Slate’s Matt Yglesias purports to tell the tubes that an
Idaho man’s lawsuit against Buzzfeed for using one of his photos in one of
their made-for-virality posts without his permission is supposed to “kill my
faith” in intellectual property law.
The umbrage is there. But my faith in intellectual property
law has come out alive.
Yglesias seems to have trouble with photographer Kai
Eiselein’s charges of “contributory infringement” against Buzzfeed, since their
lifting of his clearly copyrighted photograph from his Flickr account has now
been featured on many other websites without his permission and without
remuneration. He says this claim is dubious, without really offering any proof.

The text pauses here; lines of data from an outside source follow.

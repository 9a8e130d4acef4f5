//! Dictionary output.

use std::collections::HashSet;
use std::fs::{self, OpenOptions};
use std::io::{self, Write};
use std::path::{Path, PathBuf};

use zeroize::{Zeroize, Zeroizing};

use crate::error::WriteError;
use crate::exits::OutputGuard;

/// Where the dictionary goes.
#[derive(Debug, Clone, PartialEq, Eq)]
pub enum Sink {
    File(PathBuf),
    Stdout,
}

impl Sink {
    /// `-` selects stdout, anything else is a file path.
    pub fn from_path(path: &Path) -> Self {
        if path == Path::new("-") {
            Sink::Stdout
        } else {
            Sink::File(path.to_path_buf())
        }
    }
}

/// Buffered writer that zeroes its buffer every time it is drained.
pub struct SecureBufWriter<W: Write> {
    inner: W,
    buf: Vec<u8>,
}

impl<W: Write> SecureBufWriter<W> {
    const CAPACITY: usize = 64 * 1024;

    pub fn new(inner: W) -> Self {
        Self {
            inner,
            buf: Vec::with_capacity(Self::CAPACITY),
        }
    }

    fn drain(&mut self) -> io::Result<()> {
        let res = self.inner.write_all(&self.buf);
        self.buf.zeroize();
        res
    }
}

impl<W: Write> Write for SecureBufWriter<W> {
    fn write(&mut self, data: &[u8]) -> io::Result<usize> {
        if self.buf.len() + data.len() > Self::CAPACITY {
            self.drain()?;
        }
        if data.len() >= Self::CAPACITY {
            self.inner.write_all(data)?;
        } else {
            self.buf.extend_from_slice(data);
        }
        Ok(data.len())
    }

    fn flush(&mut self) -> io::Result<()> {
        self.drain()?;
        self.inner.flush()
    }
}

impl<W: Write> Drop for SecureBufWriter<W> {
    fn drop(&mut self) {
        let _ = self.drain();
    }
}

/// Write `candidates` to `out`, one per line. Returns the number written.
///
/// Candidates are zeroized once written, or on early return.
pub fn write_lines<W: Write>(
    out: W,
    candidates: HashSet<String>,
    sorted: bool,
) -> io::Result<usize> {
    let mut list = Zeroizing::new(candidates.into_iter().collect::<Vec<String>>());
    if sorted {
        list.sort_unstable();
    }

    let mut out = SecureBufWriter::new(out);
    for candidate in list.iter() {
        out.write_all(candidate.as_bytes())?;
        out.write_all(b"\n")?;
    }
    out.flush()?;

    Ok(list.len())
}

/// Write the dictionary to `sink`, creating missing parent directories.
///
/// An existing file is truncated. If writing fails or the process is
/// interrupted midway, the partial file is removed.
pub fn write(sink: &Sink, candidates: HashSet<String>, sorted: bool) -> Result<usize, WriteError> {
    match sink {
        Sink::Stdout => {
            let stdout = io::stdout();
            write_lines(stdout.lock(), candidates, sorted).map_err(|source| WriteError::Write {
                path: PathBuf::from("-"),
                source,
            })
        }
        Sink::File(path) => {
            ensure_parent(path)?;

            let file = OpenOptions::new()
                .create(true)
                .write(true)
                .truncate(true)
                .open(path)
                .map_err(|source| WriteError::Open {
                    path: path.clone(),
                    source,
                })?;

            let guard = OutputGuard::track(path);
            let count = write_lines(file, candidates, sorted).map_err(|source| {
                WriteError::Write {
                    path: path.clone(),
                    source,
                }
            })?;
            guard.finish();

            Ok(count)
        }
    }
}

fn ensure_parent(path: &Path) -> Result<(), WriteError> {
    if let Some(parent) = path.parent()
        && !parent.as_os_str().is_empty()
        && !parent.exists()
    {
        fs::create_dir_all(parent).map_err(|source| WriteError::CreateDir {
            path: parent.to_path_buf(),
            source,
        })?;
    }
    Ok(())
}

#[cfg(test)]
mod tests {
    use super::*;

    fn set(list: &[&str]) -> HashSet<String> {
        list.iter().map(|s| s.to_string()).collect()
    }

    #[test]
    fn one_line_per_candidate() {
        let mut out = Vec::new();
        let count = write_lines(&mut out, set(&["ann0", "annann", "ann!ann"]), false)
            .expect("write");

        assert_eq!(count, 3);
        let text = String::from_utf8(out).expect("utf8");
        assert!(text.ends_with('\n'));
        assert!(!text.contains("\r"));
        let mut lines: Vec<&str> = text.lines().collect();
        lines.sort_unstable();
        assert_eq!(lines, vec!["ann!ann", "ann0", "annann"]);
    }

    #[test]
    fn sorted_output() {
        let mut out = Vec::new();
        write_lines(&mut out, set(&["b", "c", "a"]), true).expect("write");
        assert_eq!(out, b"a\nb\nc\n");
    }

    #[test]
    fn empty_set_writes_nothing() {
        let mut out = Vec::new();
        let count = write_lines(&mut out, HashSet::new(), false).expect("write");
        assert_eq!(count, 0);
        assert!(out.is_empty());
    }

    #[test]
    fn large_output_crosses_buffer() {
        let many: HashSet<String> = (0..20_000).map(|n| format!("candidate{n:05}")).collect();
        let mut out = Vec::new();
        let count = write_lines(&mut out, many, true).expect("write");

        assert_eq!(count, 20_000);
        let text = String::from_utf8(out).expect("utf8");
        assert_eq!(text.lines().count(), 20_000);
        assert_eq!(text.lines().next(), Some("candidate00000"));
        assert_eq!(text.lines().last(), Some("candidate19999"));
    }

    #[test]
    fn creates_parent_and_truncates() {
        let dir = tempfile::tempdir().expect("tempdir");
        let path = dir.path().join("nested/out/dict.txt");
        let sink = Sink::File(path.clone());

        write(&sink, set(&["first", "second"]), true).expect("write");
        write(&sink, set(&["third"]), true).expect("rewrite");

        assert_eq!(fs::read_to_string(&path).expect("read"), "third\n");
    }

    #[test]
    fn dash_is_stdout() {
        assert_eq!(Sink::from_path(Path::new("-")), Sink::Stdout);
        assert_eq!(
            Sink::from_path(Path::new("dict.txt")),
            Sink::File(PathBuf::from("dict.txt"))
        );
    }
}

(To be fair, he also knocks Buzzfeed’s claim that their use of his photo is
“transformative” and thus allowed under fair use rules as just as dubious. That
dubiousness I understand. The dubiousness of the contributory infringement
claim I do not.)
Yglesias theorizes about copyright law, but doesn’t explain
his reasoning but seems to think the solution lies in creative commons
licensing (which is great for folks like Buzzfeed, who obviously don’t want to
pay for the photos they use) but not for Eiselein and his ilk, who might
possibly want to be paid for the photos they take.
I don’t see much difference between what Buzzfeed does and
what Judith Griggs did, and Griggs got a righteous intertubes whacking for what
she did. Where’s the rage? Just because a popular website is lifting content
without remuneration (and, as far as I can tell, without even offering credit
to the artists whose work they’re stealing) does that make it okay?
Others like Andrew Beaujon at Poynter points to “the common
etiquette of the internet” not being reflected in intellectual property law.
Huh?
Here’s what Beaujon says about Buzzfeed in general, which
makes a bit more sense to me (There’s more on the etiquette of the internet
remark here as well):
The thing is, Buzzfeed regularly helps itself to photos from
other awesome, creative people for sponsored posts. And that sponsored content
[Buzzfeed founder Jonah] Peretti told [Guardian writer Heidi] Moore, accounts
for “nearly all the company’s revenues,” she writes.
So Buzzfeed gets eyeballs with their viral posts (they’ve
had mine from time to time) yet are just plucking stuff from the internet,
whether they have permission to use it or not, and, in some cases, is making
money off the stuff. No wonder Eiselein is upset, and litigious. (Why, explains
at The Guardian; can someone explain to me why I had to go to a UK website to
find a first direct quote from Eiselein.)
I’m just as guilty as the next fat person. Even though I
make no money with this blog, I do search the internet for images to go along
with my posts and use copious amounts of stuff that’s probably copyrighted
somewhere. That’s a violation of copyright law; I don’t have to make money when
I steal someone else’s stuff to be guilty. That doesn’t make what Buzzfeed is
doing right. And they’re getting paid for stealing.